> _ACTIVITY_
Where does the string "LifecycleAction" appear in the records? Copy each line that holds it.

> _DATASET RECORDS_
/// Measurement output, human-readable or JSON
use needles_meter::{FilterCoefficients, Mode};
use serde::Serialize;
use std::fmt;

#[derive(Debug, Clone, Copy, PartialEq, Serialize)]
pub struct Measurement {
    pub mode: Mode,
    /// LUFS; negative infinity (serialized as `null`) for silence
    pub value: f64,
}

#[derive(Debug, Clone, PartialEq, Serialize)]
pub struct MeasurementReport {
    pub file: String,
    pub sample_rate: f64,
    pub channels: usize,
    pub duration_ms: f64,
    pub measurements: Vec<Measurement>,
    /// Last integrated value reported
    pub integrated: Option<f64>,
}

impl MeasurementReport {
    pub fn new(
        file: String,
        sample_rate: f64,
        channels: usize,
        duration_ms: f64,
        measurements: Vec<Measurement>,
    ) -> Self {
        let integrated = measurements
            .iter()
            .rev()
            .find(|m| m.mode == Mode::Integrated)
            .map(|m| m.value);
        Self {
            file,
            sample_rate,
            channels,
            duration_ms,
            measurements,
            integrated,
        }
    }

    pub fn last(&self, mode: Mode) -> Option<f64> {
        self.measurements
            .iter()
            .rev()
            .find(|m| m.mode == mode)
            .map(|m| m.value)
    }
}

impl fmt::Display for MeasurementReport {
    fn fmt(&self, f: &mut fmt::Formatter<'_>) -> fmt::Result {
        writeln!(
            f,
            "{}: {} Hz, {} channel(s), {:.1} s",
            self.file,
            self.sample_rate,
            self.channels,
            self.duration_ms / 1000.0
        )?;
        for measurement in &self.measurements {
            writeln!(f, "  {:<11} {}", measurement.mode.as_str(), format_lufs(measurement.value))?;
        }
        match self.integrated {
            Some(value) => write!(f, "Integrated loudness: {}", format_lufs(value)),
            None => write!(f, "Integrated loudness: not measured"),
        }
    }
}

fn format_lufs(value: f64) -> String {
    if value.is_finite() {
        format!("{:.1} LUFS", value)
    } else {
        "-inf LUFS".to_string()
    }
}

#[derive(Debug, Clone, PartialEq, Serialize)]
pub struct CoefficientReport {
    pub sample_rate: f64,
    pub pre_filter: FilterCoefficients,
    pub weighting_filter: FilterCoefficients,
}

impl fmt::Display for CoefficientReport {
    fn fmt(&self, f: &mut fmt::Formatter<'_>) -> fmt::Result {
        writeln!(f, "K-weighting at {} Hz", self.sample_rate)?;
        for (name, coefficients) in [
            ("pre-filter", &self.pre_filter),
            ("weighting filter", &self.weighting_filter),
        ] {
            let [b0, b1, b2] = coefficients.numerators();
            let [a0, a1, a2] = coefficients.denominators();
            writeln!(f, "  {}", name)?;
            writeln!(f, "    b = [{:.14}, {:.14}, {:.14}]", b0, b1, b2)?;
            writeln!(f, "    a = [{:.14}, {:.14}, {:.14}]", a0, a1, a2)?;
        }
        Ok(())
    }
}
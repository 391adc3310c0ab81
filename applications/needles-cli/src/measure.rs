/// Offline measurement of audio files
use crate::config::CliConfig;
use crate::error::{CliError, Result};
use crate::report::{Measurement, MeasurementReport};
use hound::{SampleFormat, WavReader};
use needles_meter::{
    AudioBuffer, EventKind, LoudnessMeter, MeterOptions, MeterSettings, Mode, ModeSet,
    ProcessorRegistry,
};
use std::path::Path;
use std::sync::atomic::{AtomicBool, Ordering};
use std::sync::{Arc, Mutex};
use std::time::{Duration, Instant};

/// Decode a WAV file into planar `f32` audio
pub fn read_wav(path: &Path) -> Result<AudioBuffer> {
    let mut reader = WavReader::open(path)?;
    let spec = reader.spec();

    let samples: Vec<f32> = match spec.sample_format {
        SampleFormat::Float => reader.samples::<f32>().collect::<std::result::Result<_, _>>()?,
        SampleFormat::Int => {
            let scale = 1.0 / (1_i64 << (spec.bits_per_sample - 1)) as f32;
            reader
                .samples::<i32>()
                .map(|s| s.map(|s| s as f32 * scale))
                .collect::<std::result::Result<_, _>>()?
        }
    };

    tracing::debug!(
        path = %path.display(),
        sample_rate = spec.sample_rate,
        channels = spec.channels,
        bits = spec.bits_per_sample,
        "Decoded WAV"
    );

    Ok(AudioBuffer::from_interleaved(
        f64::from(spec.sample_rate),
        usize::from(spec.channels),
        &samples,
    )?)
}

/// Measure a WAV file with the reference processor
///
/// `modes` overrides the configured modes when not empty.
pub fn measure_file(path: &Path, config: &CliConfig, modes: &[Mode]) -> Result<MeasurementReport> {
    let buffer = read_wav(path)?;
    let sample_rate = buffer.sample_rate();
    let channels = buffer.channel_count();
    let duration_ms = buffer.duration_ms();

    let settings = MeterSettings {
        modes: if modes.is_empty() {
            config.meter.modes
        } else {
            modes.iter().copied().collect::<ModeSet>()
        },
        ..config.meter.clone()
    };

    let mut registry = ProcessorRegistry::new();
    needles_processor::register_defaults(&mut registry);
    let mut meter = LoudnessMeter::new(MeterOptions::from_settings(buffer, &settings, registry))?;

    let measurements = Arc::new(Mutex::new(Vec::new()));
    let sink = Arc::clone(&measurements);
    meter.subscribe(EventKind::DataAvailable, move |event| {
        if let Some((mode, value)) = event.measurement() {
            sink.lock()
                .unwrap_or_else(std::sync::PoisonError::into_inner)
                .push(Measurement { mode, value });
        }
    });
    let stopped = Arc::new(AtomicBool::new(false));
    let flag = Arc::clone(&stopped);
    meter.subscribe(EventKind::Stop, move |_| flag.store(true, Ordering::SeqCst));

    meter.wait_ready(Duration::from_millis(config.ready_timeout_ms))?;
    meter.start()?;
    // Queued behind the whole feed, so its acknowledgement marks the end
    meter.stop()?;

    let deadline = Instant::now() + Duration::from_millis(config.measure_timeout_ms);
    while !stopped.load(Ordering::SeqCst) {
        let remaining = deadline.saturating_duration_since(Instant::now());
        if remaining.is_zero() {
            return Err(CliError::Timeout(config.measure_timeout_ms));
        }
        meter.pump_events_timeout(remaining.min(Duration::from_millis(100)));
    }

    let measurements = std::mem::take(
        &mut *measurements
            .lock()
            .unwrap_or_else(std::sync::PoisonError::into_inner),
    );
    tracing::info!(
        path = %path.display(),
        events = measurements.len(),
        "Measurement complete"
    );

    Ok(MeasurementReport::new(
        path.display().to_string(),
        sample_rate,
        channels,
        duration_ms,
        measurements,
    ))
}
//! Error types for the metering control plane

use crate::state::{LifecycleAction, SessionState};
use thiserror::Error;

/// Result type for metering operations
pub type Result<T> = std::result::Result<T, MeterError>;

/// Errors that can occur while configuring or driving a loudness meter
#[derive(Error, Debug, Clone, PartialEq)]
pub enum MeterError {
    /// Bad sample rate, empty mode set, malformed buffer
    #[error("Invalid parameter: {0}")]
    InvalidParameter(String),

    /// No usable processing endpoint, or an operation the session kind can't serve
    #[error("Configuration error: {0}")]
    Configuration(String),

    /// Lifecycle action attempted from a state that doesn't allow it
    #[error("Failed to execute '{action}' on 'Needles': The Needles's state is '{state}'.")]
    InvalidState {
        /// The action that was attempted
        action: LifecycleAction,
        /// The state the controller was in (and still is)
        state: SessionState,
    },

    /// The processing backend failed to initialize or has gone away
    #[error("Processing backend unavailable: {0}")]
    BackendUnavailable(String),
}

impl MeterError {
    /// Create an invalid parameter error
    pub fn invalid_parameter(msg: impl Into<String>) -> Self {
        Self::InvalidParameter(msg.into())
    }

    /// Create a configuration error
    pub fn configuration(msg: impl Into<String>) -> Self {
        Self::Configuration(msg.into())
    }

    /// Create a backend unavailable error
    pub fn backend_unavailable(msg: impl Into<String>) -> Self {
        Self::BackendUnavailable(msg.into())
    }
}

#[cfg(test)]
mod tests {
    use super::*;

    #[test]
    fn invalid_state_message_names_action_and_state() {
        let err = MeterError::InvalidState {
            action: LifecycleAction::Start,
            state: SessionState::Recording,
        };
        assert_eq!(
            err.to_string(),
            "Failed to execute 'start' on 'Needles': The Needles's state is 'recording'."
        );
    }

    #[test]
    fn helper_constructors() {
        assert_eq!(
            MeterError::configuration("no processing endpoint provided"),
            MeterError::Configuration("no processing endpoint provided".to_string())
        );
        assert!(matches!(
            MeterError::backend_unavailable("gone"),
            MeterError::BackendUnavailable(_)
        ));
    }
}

> _RESPONSE BOX_
use crate::state::{LifecycleAction, SessionState};
        action: LifecycleAction,
            action: LifecycleAction::Start,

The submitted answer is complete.